The lawsuit, which was filed last December, included as defendants Florida Gov. Charlie Crist and U.S. Secretary of the Interior Dirk Kempthorne. Crist last November signed a compact with the Seminole Tribe which allowed for the implementation of Class III slots into seven tribal casinos, three of which are located in Broward County, where Gulfstream is located.
Marc Dunbar, a Tallahassee-based attorney representing Gulfstream Park, said the lawsuit was filed in a Florida federal court only as an attempt to immediately block the installation of slots in the tribal casinos. The judge assigned to the case declined to file an injunction, according to court records, and the tribe began installing slots at one of its casinos in February.

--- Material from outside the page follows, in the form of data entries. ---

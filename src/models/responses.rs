//! API response models for the game server backend

use serde::{Deserialize, Serialize};

use super::server::{PlayerEntry, ServerStatus};

/// `GET /api/server/{id}/console`
#[derive(Debug, Clone, Serialize, Deserialize)]
pub struct ConsoleResponse {
    pub logs: Vec<String>,
}

/// `GET /api/server/{id}/players`
#[derive(Debug, Clone, Serialize, Deserialize)]
pub struct PlayersResponse {
    pub players: Vec<PlayerEntry>,
}

/// `GET /api/server/{id}/status`
#[derive(Debug, Clone, Serialize, Deserialize)]
pub struct StatusResponse {
    pub status: ServerStatus,
    /// Player count, only sent by backends that track it
    #[serde(default)]
    pub players: Option<usize>,
    #[serde(default)]
    pub uptime: Option<String>,
}

/// `POST /api/server/{id}/start` and `/stop`
#[derive(Debug, Clone, Serialize, Deserialize)]
pub struct CommandResponse {
    pub success: bool,
    #[serde(default)]
    pub message: String,
}

#[cfg(test)]
mod tests {
    use super::*;

    #[test]
    fn test_status_response_optional_fields() {
        let minimal: StatusResponse = serde_json::from_str(r#"{"status":"stopped"}"#).unwrap();
        assert_eq!(minimal.status, ServerStatus::Stopped);
        assert!(minimal.players.is_none());

        let full: StatusResponse =
            serde_json::from_str(r#"{"status":"running","players":3,"uptime":null}"#).unwrap();
        assert_eq!(full.players, Some(3));
        assert!(full.uptime.is_none());
    }

    #[test]
    fn test_players_response_keeps_order() {
        let body = r#"{"players":[
            {"name":"Kei","car":"ks_toyota_ae86","laptime":"--:--:---"},
            {"name":"Ryo","car":"wdts_s13","laptime":"1:02:345"}
        ]}"#;
        let parsed: PlayersResponse = serde_json::from_str(body).unwrap();
        let names: Vec<_> = parsed.players.iter().map(|p| p.name.as_str()).collect();
        assert_eq!(names, ["Kei", "Ryo"]);
    }
}
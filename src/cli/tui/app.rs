//! TUI application state: the sync controller plus cursor and pane focus

use crossterm::event::{KeyCode, KeyEvent, KeyModifiers};
use ratatui::widgets::ListState;

use crate::models::{FocusedPane, ServerAction};
use crate::sync::SyncController;

const PAGE_LINES: usize = 10;

pub struct TuiApp {
    pub controller: SyncController,
    /// Highlighted row in the server list (not necessarily the selection)
    pub cursor: usize,
    pub list_state: ListState,
    pub focused_pane: FocusedPane,
    pub show_help: bool,
}

impl TuiApp {
    pub fn new(controller: SyncController) -> Self {
        let mut list_state = ListState::default();
        if !controller.state().servers().is_empty() {
            list_state.select(Some(0));
        }
        Self {
            controller,
            cursor: 0,
            list_state,
            focused_pane: FocusedPane::ServerList,
            show_help: false,
        }
    }

    fn server_count(&self) -> usize {
        self.controller.state().servers().len()
    }

    pub fn next_server(&mut self) {
        let count = self.server_count();
        if count > 0 {
            self.cursor = (self.cursor + 1) % count;
            self.list_state.select(Some(self.cursor));
        }
    }

    pub fn previous_server(&mut self) {
        let count = self.server_count();
        if count > 0 {
            self.cursor = if self.cursor == 0 {
                count - 1
            } else {
                self.cursor - 1
            };
            self.list_state.select(Some(self.cursor));
        }
    }

    pub fn select_under_cursor(&mut self) {
        let id = self
            .controller
            .state()
            .servers()
            .get(self.cursor)
            .map(|s| s.id.clone());
        if let Some(id) = id {
            self.controller.select_server(&id);
        }
    }

    /// Commands always target the selected server, never the cursor
    pub fn command_selected(&mut self, action: ServerAction) {
        let selected = self.controller.state().selected_id().map(str::to_string);
        if let Some(id) = selected {
            self.controller.send_command(&id, action);
        }
    }

    pub fn toggle_focused_pane(&mut self) {
        self.focused_pane = self.focused_pane.toggle();
    }

    /// Apply a key press. Returns true when the user asked to quit.
    pub fn handle_key(&mut self, key: KeyEvent) -> bool {
        if self.show_help {
            match key.code {
                KeyCode::Char('q') => return true,
                _ => self.show_help = false,
            }
            return false;
        }

        match key.code {
            KeyCode::Char('q') | KeyCode::Esc => return true,
            KeyCode::Char('c') if key.modifiers.contains(KeyModifiers::CONTROL) => return true,
            KeyCode::Char('h') | KeyCode::Char('?') => self.show_help = true,
            KeyCode::Tab => self.toggle_focused_pane(),
            KeyCode::Up | KeyCode::Char('k') => match self.focused_pane {
                FocusedPane::ServerList => self.previous_server(),
                FocusedPane::Console => self.controller.state_mut().scroll_console_up(1),
            },
            KeyCode::Down | KeyCode::Char('j') => match self.focused_pane {
                FocusedPane::ServerList => self.next_server(),
                FocusedPane::Console => self.controller.state_mut().scroll_console_down(1),
            },
            KeyCode::PageUp => self.controller.state_mut().scroll_console_up(PAGE_LINES),
            KeyCode::PageDown => self.controller.state_mut().scroll_console_down(PAGE_LINES),
            KeyCode::End => self.controller.state_mut().scroll_console_to_bottom(),
            KeyCode::Enter => self.select_under_cursor(),
            KeyCode::Char('s') => self.command_selected(ServerAction::Start),
            KeyCode::Char('x') => self.command_selected(ServerAction::Stop),
            _ => {}
        }
        false
    }
}
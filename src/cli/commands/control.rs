use crate::config::AppConfig;
use crate::models::ServerAction;
use crate::remote::{HttpServerApi, ServerApi};
use anyhow::{Context, Result};

/// Send start/stop and fail when the backend refuses
pub async fn execute_control_command(
    config: &AppConfig,
    server_id: &str,
    action: ServerAction,
) -> Result<()> {
    let api = HttpServerApi::new(&config.server_url);
    let response = api
        .command(server_id, action)
        .await
        .with_context(|| action.failure_message())?;

    if response.success {
        println!("✅ {}: {}", action.success_prefix(), response.message);
        Ok(())
    } else {
        Err(anyhow::anyhow!("{}", response.message))
    }
}
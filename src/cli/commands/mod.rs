//! CLI command implementations

pub mod console;
pub mod control;
pub mod players;
pub mod status;

use crate::cli::args::Commands;
use crate::config::AppConfig;
use crate::models::ServerAction;
use anyhow::Result;

/// Execute a CLI command
pub async fn execute_command(command: Commands, config: &AppConfig) -> Result<()> {
    match command {
        Commands::Status => status::execute_status_command(config).await,
        Commands::Start { server_id } => {
            control::execute_control_command(config, &server_id, ServerAction::Start).await
        }
        Commands::Stop { server_id } => {
            control::execute_control_command(config, &server_id, ServerAction::Stop).await
        }
        Commands::Console { server_id, follow } => {
            console::execute_console_command(config, &server_id, follow).await
        }
        Commands::Players { server_id } => {
            players::execute_players_command(config, &server_id).await
        }
    }
}
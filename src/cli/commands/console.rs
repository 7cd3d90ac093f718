use crate::config::AppConfig;
use crate::models::{AppEvent, PushEvent};
use crate::remote::{HttpServerApi, PushChannel, ServerApi};
use anyhow::{Context, Result};
use std::io::{self, Write};
use tokio::sync::mpsc;

pub async fn execute_console_command(
    config: &AppConfig,
    server_id: &str,
    follow: bool,
) -> Result<()> {
    let api = HttpServerApi::new(&config.server_url);
    let logs = api
        .console(server_id)
        .await
        .with_context(|| format!("Failed to load console for {}", server_id))?;

    for line in &logs {
        println!("{}", line);
    }

    if follow {
        follow_console(config, server_id).await?;
    }
    Ok(())
}

/// The console line carried by `event` when it belongs to `server_id`
pub fn console_line_for<'a>(event: &'a AppEvent, server_id: &str) -> Option<&'a str> {
    match event {
        AppEvent::Push(push @ PushEvent::ConsoleUpdate { log_line, .. })
            if push.server_id() == server_id =>
        {
            Some(log_line.as_str())
        }
        _ => None,
    }
}

/// Stream push console lines for one server until Ctrl+C or channel shutdown
async fn follow_console(config: &AppConfig, server_id: &str) -> Result<()> {
    let channel = PushChannel::from_config(config)?;
    log::info!("Following {} via {}", server_id, channel.url());

    let (tx, mut rx) = mpsc::unbounded_channel();
    let handle = channel.spawn(tx);
    let mut stdout = io::stdout();

    loop {
        tokio::select! {
            event = rx.recv() => {
                match event {
                    Some(AppEvent::PushConnected) => log::info!("Push channel connected"),
                    Some(AppEvent::PushDisconnected) => log::warn!("Push channel lost, reconnecting..."),
                    Some(event) => {
                        if let Some(line) = console_line_for(&event, server_id) {
                            println!("{}", line);
                            let _ = stdout.flush();
                        }
                    }
                    None => break,
                }
            }

            _ = tokio::signal::ctrl_c() => {
                log::debug!("Received Ctrl+C, stopping console stream");
                break;
            }
        }
    }

    handle.abort();
    Ok(())
}

#[cfg(test)]
mod tests {
    use super::*;
    use crate::models::ServerStatus;

    fn console_push(server_id: &str, line: &str) -> AppEvent {
        AppEvent::Push(PushEvent::ConsoleUpdate {
            server_id: server_id.to_string(),
            log_line: line.to_string(),
        })
    }

    #[test]
    fn test_follow_keeps_only_the_requested_server() {
        let own = console_push("fruits-line", "[INF] Lap completed");
        assert_eq!(
            console_line_for(&own, "fruits-line"),
            Some("[INF] Lap completed")
        );

        let other = console_push("shutoku-rush-hour", "[INF] Lap completed");
        assert_eq!(console_line_for(&other, "fruits-line"), None);

        let status = AppEvent::Push(PushEvent::ServerStatusUpdate {
            server_id: "fruits-line".to_string(),
            status: ServerStatus::Running,
        });
        assert_eq!(console_line_for(&status, "fruits-line"), None);
        assert_eq!(console_line_for(&AppEvent::PushConnected, "fruits-line"), None);
    }
}
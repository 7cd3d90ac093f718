//! Data models and types used throughout racedeck

pub mod events;
pub mod notification;
pub mod responses;
pub mod server;
pub mod tui;

// Re-export commonly used types
pub use events::*;
pub use notification::*;
pub use responses::*;
pub use server::*;

// Only export TUI-specific types that don't conflict
pub use tui::FocusedPane;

“There was no reason to keep the federal case down here,” Dunbar said. “It became moot. It wasn’t appropriate to keep it going until the (Florida) Supreme Court rules.”

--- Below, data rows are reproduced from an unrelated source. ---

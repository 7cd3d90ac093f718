//! Application configuration management

use serde::{Deserialize, Serialize};
use std::collections::HashSet;
use std::path::{Path, PathBuf};
use std::time::Duration;
use url::Url;

use crate::APP_NAME;
use crate::errors::{RaceDeckError, Result};

/// Main application configuration
#[derive(Debug, Clone, Serialize, Deserialize)]
#[serde(default)]
pub struct AppConfig {
    /// Base URL of the dashboard backend
    pub server_url: String,
    /// Servers shown in the list, in display order
    pub servers: Vec<ServerEntry>,
    /// Push channel configuration
    pub push: PushConfig,
    /// UI configuration
    pub ui: UiConfig,
}

/// A configured game server
#[derive(Debug, Clone, PartialEq, Serialize, Deserialize)]
pub struct ServerEntry {
    pub id: String,
    pub name: String,
}

/// Framing spoken on the push channel WebSocket
#[derive(Debug, Clone, Copy, PartialEq, Eq, Serialize, Deserialize, Default)]
#[serde(rename_all = "lowercase")]
pub enum PushProtocol {
    /// Engine.IO v4 / Socket.IO text frames
    #[default]
    Socketio,
    /// `{"event": ..., "data": ...}` JSON envelopes
    Json,
}

/// Push channel configuration
#[derive(Debug, Clone, Serialize, Deserialize)]
#[serde(default)]
pub struct PushConfig {
    pub protocol: PushProtocol,
    /// Explicit WebSocket URL; derived from `server_url` when unset
    pub url: Option<String>,
    /// Delay between reconnection attempts
    pub reconnect_delay_ms: u64,
}

/// UI-related configuration
#[derive(Debug, Clone, Serialize, Deserialize)]
#[serde(default)]
pub struct UiConfig {
    /// Reload the selected server's snapshot every N seconds (0 disables)
    pub refresh_interval_secs: u64,
    /// Redraw tick in milliseconds
    pub tick_rate_ms: u64,
}

impl Default for AppConfig {
    fn default() -> Self {
        Self {
            server_url: "http://localhost:5000".to_string(),
            servers: Vec::new(),
            push: PushConfig::default(),
            ui: UiConfig::default(),
        }
    }
}

impl Default for PushConfig {
    fn default() -> Self {
        Self {
            protocol: PushProtocol::default(),
            url: None,
            reconnect_delay_ms: 2000,
        }
    }
}

impl Default for UiConfig {
    fn default() -> Self {
        Self {
            refresh_interval_secs: 0,
            tick_rate_ms: 250,
        }
    }
}

impl AppConfig {
    /// Default config file location (`<config dir>/racedeck/config.toml`)
    pub fn default_path() -> PathBuf {
        dirs::config_dir()
            .unwrap_or_else(|| PathBuf::from("."))
            .join(APP_NAME)
            .join("config.toml")
    }

    /// Load configuration.
    ///
    /// An explicit path must exist. Without one the default location is
    /// tried and built-in defaults are used when it is absent.
    pub fn load(path: Option<&Path>) -> Result<Self> {
        let config = match path {
            Some(path) => Self::from_file(path)?,
            None => {
                let default_path = Self::default_path();
                if default_path.exists() {
                    Self::from_file(&default_path)?
                } else {
                    log::debug!(
                        "No config at {}, using defaults",
                        default_path.display()
                    );
                    Self::default()
                }
            }
        };
        config.validate()?;
        Ok(config)
    }

    pub fn from_file(path: &Path) -> Result<Self> {
        let content = std::fs::read_to_string(path).map_err(|e| {
            RaceDeckError::Config(format!("cannot read {}: {}", path.display(), e))
        })?;
        Self::from_toml(&content)
    }

    pub fn from_toml(content: &str) -> Result<Self> {
        Ok(toml::from_str(content)?)
    }

    pub fn validate(&self) -> Result<()> {
        Url::parse(&self.server_url).map_err(|e| {
            RaceDeckError::Config(format!("invalid server_url '{}': {}", self.server_url, e))
        })?;

        let mut seen = HashSet::new();
        for server in &self.servers {
            if server.id.trim().is_empty() {
                return Err(RaceDeckError::Config(
                    "server id must not be empty".to_string(),
                ));
            }
            if !seen.insert(server.id.as_str()) {
                return Err(RaceDeckError::Config(format!(
                    "duplicate server id '{}'",
                    server.id
                )));
            }
        }
        Ok(())
    }

    /// WebSocket URL of the push channel
    pub fn push_url(&self) -> Result<String> {
        if let Some(url) = &self.push.url {
            return Ok(url.clone());
        }

        let mut url = Url::parse(&self.server_url).map_err(|e| {
            RaceDeckError::Config(format!("invalid server_url '{}': {}", self.server_url, e))
        })?;
        let scheme = match url.scheme() {
            "https" => "wss",
            _ => "ws",
        };
        url.set_scheme(scheme)
            .map_err(|_| RaceDeckError::Config(format!("cannot derive push URL from {}", url)))?;

        // Keep any path prefix so HTTP and push share the same root behind a proxy
        let prefix = url.path().trim_end_matches('/').to_string();
        match self.push.protocol {
            PushProtocol::Socketio => {
                url.set_path(&format!("{}/socket.io/", prefix));
                url.set_query(Some("EIO=4&transport=websocket"));
            }
            PushProtocol::Json => {
                url.set_path(&format!("{}/ws", prefix));
                url.set_query(None);
            }
        }
        Ok(url.to_string())
    }

    pub fn reconnect_delay(&self) -> Duration {
        Duration::from_millis(self.push.reconnect_delay_ms)
    }

    pub fn refresh_interval(&self) -> Option<Duration> {
        (self.ui.refresh_interval_secs > 0)
            .then(|| Duration::from_secs(self.ui.refresh_interval_secs))
    }
}

#[cfg(test)]
mod tests {
    use super::*;
    use std::io::Write;

    const SAMPLE: &str = r#"
server_url = "http://race.example.net:5000"

[[servers]]
id = "drift-practice-01"
name = "Drift Practice 01"

[[servers]]
id = "shutoku-rush-hour"
name = "Shutoku Rush Hour"

[ui]
refresh_interval_secs = 5
"#;

    #[test]
    fn test_parse_sample_config() {
        let config = AppConfig::from_toml(SAMPLE).unwrap();
        assert_eq!(config.servers.len(), 2);
        assert_eq!(config.servers[1].id, "shutoku-rush-hour");
        assert_eq!(config.push.protocol, PushProtocol::Socketio);
        assert_eq!(config.push.reconnect_delay_ms, 2000);
        assert_eq!(config.refresh_interval(), Some(Duration::from_secs(5)));
        assert_eq!(config.ui.tick_rate_ms, 250);
        config.validate().unwrap();
    }

    #[test]
    fn test_derived_push_urls() {
        let mut config = AppConfig::from_toml(SAMPLE).unwrap();
        assert_eq!(
            config.push_url().unwrap(),
            "ws://race.example.net:5000/socket.io/?EIO=4&transport=websocket"
        );

        config.push.protocol = PushProtocol::Json;
        config.server_url = "https://race.example.net".to_string();
        assert_eq!(config.push_url().unwrap(), "wss://race.example.net/ws");

        config.push.url = Some("ws://10.0.0.2:9000/events".to_string());
        assert_eq!(config.push_url().unwrap(), "ws://10.0.0.2:9000/events");
    }

    #[test]
    fn test_push_url_keeps_path_prefix() {
        let mut config = AppConfig {
            server_url: "http://race.example.net/dash".to_string(),
            ..AppConfig::default()
        };
        assert_eq!(
            config.push_url().unwrap(),
            "ws://race.example.net/dash/socket.io/?EIO=4&transport=websocket"
        );

        config.server_url = "https://race.example.net/dash/".to_string();
        config.push.protocol = PushProtocol::Json;
        assert_eq!(config.push_url().unwrap(), "wss://race.example.net/dash/ws");
    }

    #[test]
    fn test_default_path_uses_app_dir() {
        assert!(AppConfig::default_path().ends_with("racedeck/config.toml"));
    }

    #[test]
    fn test_duplicate_ids_rejected() {
        let mut config = AppConfig::default();
        config.servers = vec![
            ServerEntry {
                id: "a".to_string(),
                name: "A".to_string(),
            },
            ServerEntry {
                id: "a".to_string(),
                name: "A again".to_string(),
            },
        ];
        assert!(matches!(config.validate(), Err(RaceDeckError::Config(_))));
    }

    #[test]
    fn test_invalid_server_url_rejected() {
        let config = AppConfig {
            server_url: "not a url".to_string(),
            ..AppConfig::default()
        };
        assert!(config.validate().is_err());
    }

    #[test]
    fn test_load_from_explicit_file() {
        let mut file = tempfile::NamedTempFile::new().unwrap();
        file.write_all(SAMPLE.as_bytes()).unwrap();

        let config = AppConfig::load(Some(file.path())).unwrap();
        assert_eq!(config.server_url, "http://race.example.net:5000");
    }

    #[test]
    fn test_missing_explicit_file_is_error() {
        let dir = tempfile::tempdir().unwrap();
        let result = AppConfig::load(Some(&dir.path().join("nope.toml")));
        assert!(matches!(result, Err(RaceDeckError::Config(_))));
    }
}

The Florida Supreme Court action, which was filed by the Florida House of Representatives last year, challenges Crist’s constitutional authority to negotiate and sign the tribal compact. Gulfstream Park has joined the Florida House as plaintiffs in the action, which was filed a couple of weeks after Crist signed the compact. Oral arguments were heard Jan. 30, and it could be months before the court releases its opinion.
The Seminole Tribe eventually plans to install up to 15,000 slot machines in its Florida casinos. The compact also gave the tribe the right to conduct “banked” card games such as blackjack and baccarat.